Stored items
-.-.-

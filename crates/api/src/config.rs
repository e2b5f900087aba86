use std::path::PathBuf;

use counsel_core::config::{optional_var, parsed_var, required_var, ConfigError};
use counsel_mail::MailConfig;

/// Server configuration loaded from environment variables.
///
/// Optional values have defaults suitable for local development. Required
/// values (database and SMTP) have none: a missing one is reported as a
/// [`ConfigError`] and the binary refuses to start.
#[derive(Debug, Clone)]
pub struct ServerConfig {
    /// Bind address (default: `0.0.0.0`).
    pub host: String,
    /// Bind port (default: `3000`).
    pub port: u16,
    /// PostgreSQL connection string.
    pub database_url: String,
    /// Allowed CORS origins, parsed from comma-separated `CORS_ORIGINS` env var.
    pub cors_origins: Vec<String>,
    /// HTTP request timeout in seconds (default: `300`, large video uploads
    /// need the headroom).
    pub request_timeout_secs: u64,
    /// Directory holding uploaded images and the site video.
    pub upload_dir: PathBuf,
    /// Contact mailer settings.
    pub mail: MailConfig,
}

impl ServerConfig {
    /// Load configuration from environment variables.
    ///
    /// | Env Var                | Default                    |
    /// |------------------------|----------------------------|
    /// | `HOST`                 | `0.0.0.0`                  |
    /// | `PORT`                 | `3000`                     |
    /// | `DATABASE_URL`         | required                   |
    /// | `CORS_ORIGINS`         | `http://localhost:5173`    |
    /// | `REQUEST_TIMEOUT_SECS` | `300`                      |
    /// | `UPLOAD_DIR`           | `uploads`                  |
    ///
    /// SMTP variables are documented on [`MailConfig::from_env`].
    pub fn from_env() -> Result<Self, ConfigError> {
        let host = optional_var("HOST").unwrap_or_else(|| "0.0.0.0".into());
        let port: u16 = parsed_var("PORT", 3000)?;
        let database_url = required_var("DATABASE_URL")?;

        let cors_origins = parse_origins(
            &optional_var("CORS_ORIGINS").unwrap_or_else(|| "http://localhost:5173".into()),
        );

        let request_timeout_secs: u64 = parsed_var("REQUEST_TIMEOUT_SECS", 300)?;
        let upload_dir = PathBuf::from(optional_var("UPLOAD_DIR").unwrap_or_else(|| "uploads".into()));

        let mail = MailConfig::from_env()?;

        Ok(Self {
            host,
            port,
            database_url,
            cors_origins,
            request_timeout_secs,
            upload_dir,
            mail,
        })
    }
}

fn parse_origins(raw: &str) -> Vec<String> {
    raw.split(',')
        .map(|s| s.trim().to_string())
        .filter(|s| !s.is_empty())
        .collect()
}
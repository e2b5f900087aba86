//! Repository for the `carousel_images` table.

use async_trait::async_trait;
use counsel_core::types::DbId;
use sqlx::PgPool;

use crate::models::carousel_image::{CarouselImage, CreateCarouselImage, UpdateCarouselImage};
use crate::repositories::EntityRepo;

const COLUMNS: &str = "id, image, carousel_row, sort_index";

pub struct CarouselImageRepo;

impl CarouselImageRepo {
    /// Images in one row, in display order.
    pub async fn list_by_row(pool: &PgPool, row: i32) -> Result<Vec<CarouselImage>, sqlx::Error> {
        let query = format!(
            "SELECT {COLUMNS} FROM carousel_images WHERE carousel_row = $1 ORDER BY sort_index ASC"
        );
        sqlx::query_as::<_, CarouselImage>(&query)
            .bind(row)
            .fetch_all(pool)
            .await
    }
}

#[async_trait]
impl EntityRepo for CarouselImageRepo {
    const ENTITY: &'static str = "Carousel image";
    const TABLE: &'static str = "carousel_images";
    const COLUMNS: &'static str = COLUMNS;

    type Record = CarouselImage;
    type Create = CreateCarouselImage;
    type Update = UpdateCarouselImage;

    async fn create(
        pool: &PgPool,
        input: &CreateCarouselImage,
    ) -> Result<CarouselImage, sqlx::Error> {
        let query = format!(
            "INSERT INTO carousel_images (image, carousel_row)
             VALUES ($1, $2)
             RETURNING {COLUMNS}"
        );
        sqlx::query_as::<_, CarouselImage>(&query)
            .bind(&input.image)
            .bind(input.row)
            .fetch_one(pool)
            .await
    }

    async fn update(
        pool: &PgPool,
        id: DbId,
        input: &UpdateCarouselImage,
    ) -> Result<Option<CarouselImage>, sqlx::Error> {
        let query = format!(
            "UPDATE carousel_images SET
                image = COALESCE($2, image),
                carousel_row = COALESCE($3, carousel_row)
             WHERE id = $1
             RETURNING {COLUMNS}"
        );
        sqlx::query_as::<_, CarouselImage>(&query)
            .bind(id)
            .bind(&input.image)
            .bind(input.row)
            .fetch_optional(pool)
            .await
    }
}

-.-.-

__To do__
Every line above with the string "static" in it needs to be copied.

__Your response__
    const ENTITY: &'static str = "Carousel image";
    const TABLE: &'static str = "carousel_images";
    const COLUMNS: &'static str = COLUMNS;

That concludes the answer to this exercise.